Amein,
Note that as long as the MM was continuing the manipulation, (s)he was losing money, as both the ASP for the shares sold (67.5) as well as the price for the shares remaining in inventory (65) is less than the original share price (70). IOW, the MM successfully pushed the price down but not profitably.
Next, the assumption that the downward momentum continues afterwards is akin to predicting the future of equity price trends w/o external forces (in this example artificial selling pressure by the MM), which is unpredictable. You have to assume that the non-MM world is uniformly gullible and irrational for predictability to be realized. An unreasonable assumption if you ask me. The small investor with a finger on the panic button doesn't make 100% of this world, there will be huge pension funds, corporate buyback programs and mutual funds with money sitting on the sidelines who may and most probably will buy these artificial dips.
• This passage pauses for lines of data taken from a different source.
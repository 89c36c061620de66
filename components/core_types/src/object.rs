//! Heap objects and their internal kinds.
//!
//! Every object carries an [`ObjectKind`] fixed at creation. The kind plays
//! the role of the internal slots of the language specification: it decides
//! what built-in an object is, independently of any own properties script
//! code may add.

use crate::buffer::{ArrayBuffer, BufferView, TypedArrayKind};
use crate::error::{ErrorKind, JsError, JsResult};
use crate::value::{Symbol, Value};
use num_bigint::BigInt;
use std::cell::{Ref, RefCell, RefMut};
use std::collections::HashMap;
use std::fmt;
use std::rc::Rc;

/// Function flavours distinguished by their internal kind.
#[derive(Debug, Clone, Copy, PartialEq, Eq, Hash)]
pub enum FunctionKind {
    /// Ordinary functions, arrows, methods and classes
    Normal,
    /// `function*`
    Generator,
    /// `async function`
    Async,
    /// `async function*`
    AsyncGenerator,
}

/// Settlement state of a promise.
#[derive(Debug, Clone)]
pub enum PromiseState {
    /// Not yet settled
    Pending,
    /// Resolved with a value
    Fulfilled(Value),
    /// Rejected with a reason
    Rejected(Value),
}

/// A live indexed collection owned by the embedder, such as a DOM `NodeList`.
///
/// Reads go to the embedder on every access, so the collection may change
/// between calls.
pub trait HostCollection: fmt::Debug {
    /// Class name reported in the object's tag (e.g. `"NodeList"`)
    fn class_name(&self) -> &str;

    /// Current number of items
    fn length(&self) -> usize;

    /// Read the item at `index`
    ///
    /// # Errors
    ///
    /// Whatever the embedder raises when the item cannot be read.
    fn item(&self, index: usize) -> JsResult<Value>;
}

/// Internal kind of an object.
#[derive(Debug, Clone)]
pub enum ObjectKind {
    /// Plain object
    Ordinary,
    /// Array exotic object
    Array(Vec<Value>),
    /// Arguments object of a function invocation
    Arguments(Vec<Value>),
    /// Callable object
    Function(FunctionKind),
    /// Error instance
    Error(ErrorKind),
    /// `new Boolean(..)`
    Boolean(bool),
    /// `new Number(..)`
    Number(f64),
    /// `new String(..)`
    String(String),
    /// `Object(symbol)`
    Symbol(Symbol),
    /// `Object(bigint)`
    BigInt(BigInt),
    /// Date holding its time value
    Date(f64),
    /// Regular expression
    RegExp {
        /// Pattern source
        source: String,
        /// Flag characters
        flags: String,
    },
    /// Map with entries in insertion order
    Map(Vec<(Value, Value)>),
    /// Set with values in insertion order
    Set(Vec<Value>),
    /// WeakMap
    WeakMap,
    /// WeakSet
    WeakSet,
    /// Iterator over a Map
    MapIterator(JsObject),
    /// Iterator over a Set
    SetIterator(JsObject),
    /// ArrayBuffer
    ArrayBuffer(ArrayBuffer),
    /// SharedArrayBuffer
    SharedArrayBuffer(ArrayBuffer),
    /// DataView over a buffer
    DataView(BufferView),
    /// Typed array over a buffer
    TypedArray(TypedArrayKind, BufferView),
    /// Promise
    Promise(PromiseState),
    /// Generator object returned by calling a generator function
    Generator,
    /// Async generator object
    AsyncGenerator,
    /// Module namespace object
    ModuleNamespace,
    /// Embedder-provided collection
    Host(Rc<dyn HostCollection>),
}

impl ObjectKind {
    fn name(&self) -> &str {
        match self {
            ObjectKind::Ordinary => "Object",
            ObjectKind::Array(_) => "Array",
            ObjectKind::Arguments(_) => "Arguments",
            ObjectKind::Function(_) => "Function",
            ObjectKind::Error(kind) => kind.name(),
            ObjectKind::Boolean(_) => "Boolean",
            ObjectKind::Number(_) => "Number",
            ObjectKind::String(_) => "String",
            ObjectKind::Symbol(_) => "Symbol",
            ObjectKind::BigInt(_) => "BigInt",
            ObjectKind::Date(_) => "Date",
            ObjectKind::RegExp { .. } => "RegExp",
            ObjectKind::Map(_) => "Map",
            ObjectKind::Set(_) => "Set",
            ObjectKind::WeakMap => "WeakMap",
            ObjectKind::WeakSet => "WeakSet",
            ObjectKind::MapIterator(_) => "Map Iterator",
            ObjectKind::SetIterator(_) => "Set Iterator",
            ObjectKind::ArrayBuffer(_) => "ArrayBuffer",
            ObjectKind::SharedArrayBuffer(_) => "SharedArrayBuffer",
            ObjectKind::DataView(_) => "DataView",
            ObjectKind::TypedArray(kind, _) => kind.name(),
            ObjectKind::Promise(_) => "Promise",
            ObjectKind::Generator => "Generator",
            ObjectKind::AsyncGenerator => "AsyncGenerator",
            ObjectKind::ModuleNamespace => "Module",
            ObjectKind::Host(host) => host.class_name(),
        }
    }
}

/// Internal object data
#[derive(Debug, Clone)]
pub struct ObjectData {
    /// Internal kind
    pub kind: ObjectKind,
    /// Own string-keyed properties
    pub properties: HashMap<String, Value>,
}

/// Shared reference to a heap object.
///
/// Cloning the handle does not copy the object; equality is identity.
///
/// # Examples
///
/// ```
/// use core_types::{JsObject, Value};
///
/// let obj = JsObject::ordinary();
/// obj.set("answer", Value::Smi(42));
///
/// let alias = obj.clone();
/// assert!(alias.ptr_eq(&obj));
/// assert_eq!(alias.get("answer"), Some(Value::Smi(42)));
/// ```
#[derive(Clone)]
pub struct JsObject(Rc<RefCell<ObjectData>>);

impl JsObject {
    /// Create an object of the given kind with no own properties
    pub fn with_kind(kind: ObjectKind) -> Self {
        JsObject(Rc::new(RefCell::new(ObjectData {
            kind,
            properties: HashMap::new(),
        })))
    }

    /// `{}`
    pub fn ordinary() -> Self {
        Self::with_kind(ObjectKind::Ordinary)
    }

    /// Array holding `elements`
    pub fn array(elements: Vec<Value>) -> Self {
        Self::with_kind(ObjectKind::Array(elements))
    }

    /// Arguments object for a call with `args`
    pub fn arguments(args: Vec<Value>) -> Self {
        let length = Value::number(args.len() as f64);
        let obj = Self::with_kind(ObjectKind::Arguments(args));
        obj.set("length", length);
        obj
    }

    /// Function object of the given flavour
    pub fn function(kind: FunctionKind) -> Self {
        Self::with_kind(ObjectKind::Function(kind))
    }

    /// Error instance with a `message` property
    pub fn error(kind: ErrorKind, message: &str) -> Self {
        let obj = Self::with_kind(ObjectKind::Error(kind));
        obj.set("message", Value::from(message));
        obj
    }

    /// Date with the given time value (milliseconds since the epoch)
    pub fn date(time: f64) -> Self {
        Self::with_kind(ObjectKind::Date(time))
    }

    /// Regular expression
    pub fn regexp(source: &str, flags: &str) -> Self {
        Self::with_kind(ObjectKind::RegExp {
            source: source.to_string(),
            flags: flags.to_string(),
        })
    }

    /// Empty Map
    pub fn map() -> Self {
        Self::with_kind(ObjectKind::Map(Vec::new()))
    }

    /// Empty Set
    pub fn set_collection() -> Self {
        Self::with_kind(ObjectKind::Set(Vec::new()))
    }

    /// Empty WeakMap
    pub fn weak_map() -> Self {
        Self::with_kind(ObjectKind::WeakMap)
    }

    /// Empty WeakSet
    pub fn weak_set() -> Self {
        Self::with_kind(ObjectKind::WeakSet)
    }

    /// `map.entries()`
    ///
    /// # Errors
    ///
    /// TypeError when `map` is not a Map.
    pub fn map_iterator(map: &JsObject) -> JsResult<Self> {
        if !matches!(*map.kind(), ObjectKind::Map(_)) {
            return Err(JsError::type_error("Method Map.prototype.entries called on incompatible receiver"));
        }
        Ok(Self::with_kind(ObjectKind::MapIterator(map.clone())))
    }

    /// `set.values()`
    ///
    /// # Errors
    ///
    /// TypeError when `set` is not a Set.
    pub fn set_iterator(set: &JsObject) -> JsResult<Self> {
        if !matches!(*set.kind(), ObjectKind::Set(_)) {
            return Err(JsError::type_error("Method Set.prototype.values called on incompatible receiver"));
        }
        Ok(Self::with_kind(ObjectKind::SetIterator(set.clone())))
    }

    /// `new ArrayBuffer(byte_length)`
    pub fn array_buffer(byte_length: usize) -> JsResult<Self> {
        Ok(Self::with_kind(ObjectKind::ArrayBuffer(ArrayBuffer::new(byte_length)?)))
    }

    /// `new SharedArrayBuffer(byte_length)`
    pub fn shared_array_buffer(byte_length: usize) -> JsResult<Self> {
        Ok(Self::with_kind(ObjectKind::SharedArrayBuffer(ArrayBuffer::new(byte_length)?)))
    }

    /// `new DataView(buffer, byte_offset, byte_length)`
    ///
    /// # Errors
    ///
    /// TypeError when `buffer` is not an ArrayBuffer or SharedArrayBuffer,
    /// RangeError when the view does not fit inside it.
    pub fn data_view(buffer: &JsObject, byte_offset: usize, byte_length: Option<usize>) -> JsResult<Self> {
        let storage = buffer.backing_store("DataView")?;
        let view = BufferView::new(storage, byte_offset, byte_length)?;
        Ok(Self::with_kind(ObjectKind::DataView(view)))
    }

    /// `new <Kind>Array(length)` over a fresh buffer
    pub fn typed_array(kind: TypedArrayKind, length: usize) -> JsResult<Self> {
        let byte_length = length
            .checked_mul(kind.bytes_per_element())
            .ok_or_else(|| JsError::range_error(format!("Invalid typed array length: {}", length)))?;
        let view = BufferView::new(ArrayBuffer::new(byte_length)?, 0, None)?;
        Ok(Self::with_kind(ObjectKind::TypedArray(kind, view)))
    }

    /// `new <Kind>Array(buffer, byte_offset, length)`
    ///
    /// # Errors
    ///
    /// TypeError when `buffer` is not an ArrayBuffer or SharedArrayBuffer.
    /// RangeError when the offset is misaligned, or the elements do not fit.
    pub fn typed_array_from_buffer(
        kind: TypedArrayKind,
        buffer: &JsObject,
        byte_offset: usize,
        length: Option<usize>,
    ) -> JsResult<Self> {
        let storage = buffer.backing_store(kind.name())?;
        let size = kind.bytes_per_element();
        if byte_offset % size != 0 {
            tracing::debug!(kind = kind.name(), byte_offset, "misaligned typed array offset");
            return Err(JsError::range_error(format!(
                "start offset of {} should be a multiple of {}",
                kind.name(),
                size
            )));
        }
        let byte_length = match length {
            Some(len) => Some(
                len.checked_mul(size)
                    .ok_or_else(|| JsError::range_error(format!("Invalid typed array length: {}", len)))?,
            ),
            None => {
                let rest = storage.byte_length().saturating_sub(byte_offset);
                if rest % size != 0 {
                    tracing::debug!(kind = kind.name(), rest, "typed array byte length not a multiple");
                    return Err(JsError::range_error(format!(
                        "byte length of {} should be a multiple of {}",
                        kind.name(),
                        size
                    )));
                }
                None
            }
        };
        let view = BufferView::new(storage, byte_offset, byte_length)?;
        Ok(Self::with_kind(ObjectKind::TypedArray(kind, view)))
    }

    /// Promise in the given state
    pub fn promise(state: PromiseState) -> Self {
        Self::with_kind(ObjectKind::Promise(state))
    }

    /// Generator object
    pub fn generator() -> Self {
        Self::with_kind(ObjectKind::Generator)
    }

    /// Module namespace object exposing `exports`
    pub fn module_namespace<I>(exports: I) -> Self
    where
        I: IntoIterator<Item = (String, Value)>,
    {
        let obj = Self::with_kind(ObjectKind::ModuleNamespace);
        obj.0.borrow_mut().properties.extend(exports);
        obj
    }

    /// Wrap an embedder collection
    pub fn host(collection: Rc<dyn HostCollection>) -> Self {
        Self::with_kind(ObjectKind::Host(collection))
    }

    /// The `Object(value)` conversion.
    ///
    /// Objects come back as the same reference, primitives are boxed in a
    /// fresh wrapper, and `undefined`/`null` produce a fresh empty object.
    pub fn wrap(value: &Value) -> Self {
        let kind = match value {
            Value::Object(o) => return o.clone(),
            Value::Undefined | Value::Null => ObjectKind::Ordinary,
            Value::Boolean(b) => ObjectKind::Boolean(*b),
            Value::Smi(n) => ObjectKind::Number(*n as f64),
            Value::Double(n) => ObjectKind::Number(*n),
            Value::String(s) => ObjectKind::String(s.clone()),
            Value::Symbol(s) => ObjectKind::Symbol(s.clone()),
            Value::BigInt(n) => ObjectKind::BigInt(n.clone()),
        };
        Self::with_kind(kind)
    }

    /// Borrow the internal kind
    pub fn kind(&self) -> Ref<'_, ObjectKind> {
        Ref::map(self.0.borrow(), |data| &data.kind)
    }

    /// Mutably borrow the internal kind, e.g. to push onto an array
    pub fn kind_mut(&self) -> RefMut<'_, ObjectKind> {
        RefMut::map(self.0.borrow_mut(), |data| &mut data.kind)
    }

    /// Whether the object has a `[[Call]]` slot
    pub fn is_callable(&self) -> bool {
        matches!(*self.kind(), ObjectKind::Function(_))
    }

    /// Read an own property
    pub fn get(&self, key: &str) -> Option<Value> {
        self.0.borrow().properties.get(key).cloned()
    }

    /// Write an own property
    pub fn set(&self, key: &str, value: Value) {
        self.0.borrow_mut().properties.insert(key.to_string(), value);
    }

    /// Snapshot of the own string-keyed properties, in no particular order
    pub fn own_properties(&self) -> Vec<(String, Value)> {
        self.0
            .borrow()
            .properties
            .iter()
            .map(|(key, value)| (key.clone(), value.clone()))
            .collect()
    }

    /// Identity comparison
    pub fn ptr_eq(&self, other: &JsObject) -> bool {
        Rc::ptr_eq(&self.0, &other.0)
    }

    fn backing_store(&self, constructor: &str) -> JsResult<ArrayBuffer> {
        match &*self.kind() {
            ObjectKind::ArrayBuffer(buffer) | ObjectKind::SharedArrayBuffer(buffer) => Ok(buffer.clone()),
            _ => Err(JsError::type_error(format!(
                "First argument to {} constructor must be an ArrayBuffer",
                constructor
            ))),
        }
    }
}

impl fmt::Debug for JsObject {
    fn fmt(&self, f: &mut fmt::Formatter<'_>) -> fmt::Result {
        match self.0.try_borrow() {
            Ok(data) => write!(f, "JsObject({})", data.kind.name()),
            Err(_) => write!(f, "JsObject(<borrowed>)"),
        }
    }
}
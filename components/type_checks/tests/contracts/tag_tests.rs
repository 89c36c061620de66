//! Contract tests for tag inspection and its serialized form

use core_types::{JsObject, TypedArrayKind, Value};
use type_checks::{object_to_string, tag_of, Category, Tag};

#[test]
fn contract_nullish_tags() {
    assert_eq!(object_to_string(&Value::Null), "[object Null]");
    assert_eq!(object_to_string(&Value::Undefined), "[object Undefined]");
}

#[test]
fn contract_tags_are_stable_under_property_tampering() {
    let map = JsObject::map();
    map.set("toString", Value::from("[object Set]"));
    map.set("constructor", Value::object());
    assert_eq!(tag_of(&Value::from(map)), Tag::Map);
}

#[test]
fn contract_tag_serializes_as_text() {
    let json = serde_json::to_string(&Tag::TypedArray(TypedArrayKind::Uint8Clamped)).unwrap();
    assert_eq!(json, "\"[object Uint8ClampedArray]\"");

    let tags: Vec<Tag> = serde_json::from_str(r#"["[object Map Iterator]", "[object NodeList]"]"#).unwrap();
    assert_eq!(tags, vec![Tag::MapIterator, Tag::Host("NodeList".to_string())]);

    assert!(serde_json::from_str::<Tag>("\"Map\"").is_err());
}

#[test]
fn contract_category_serializes_snake_case() {
    let json = serde_json::to_string(&Tag::DataView.category()).unwrap();
    assert_eq!(json, "\"structured_data\"");
    assert_eq!(Tag::Error.category(), Category::Error);
}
That will push prices back up and the MM will end up losing money.
From another angle, the example you present is a so-called free lunch, a money machine. Such opportunities should last for very short intervals in a competitive market. What determines the final starting buyback price of 60? What if one of the colluding MMs start buying back at 61 thinking that the price will never reach 60 and the buy-the-dippers may step in before that? What if another one doubleguesses the first and steps in at 62? After all, the colluding MMs are in the best position to know that the prices have been artificially lowered. Unless some sort of honor among thieves acts as a counter force, in the absence of external manipulation everyone is guessing and prices are moving towards stability.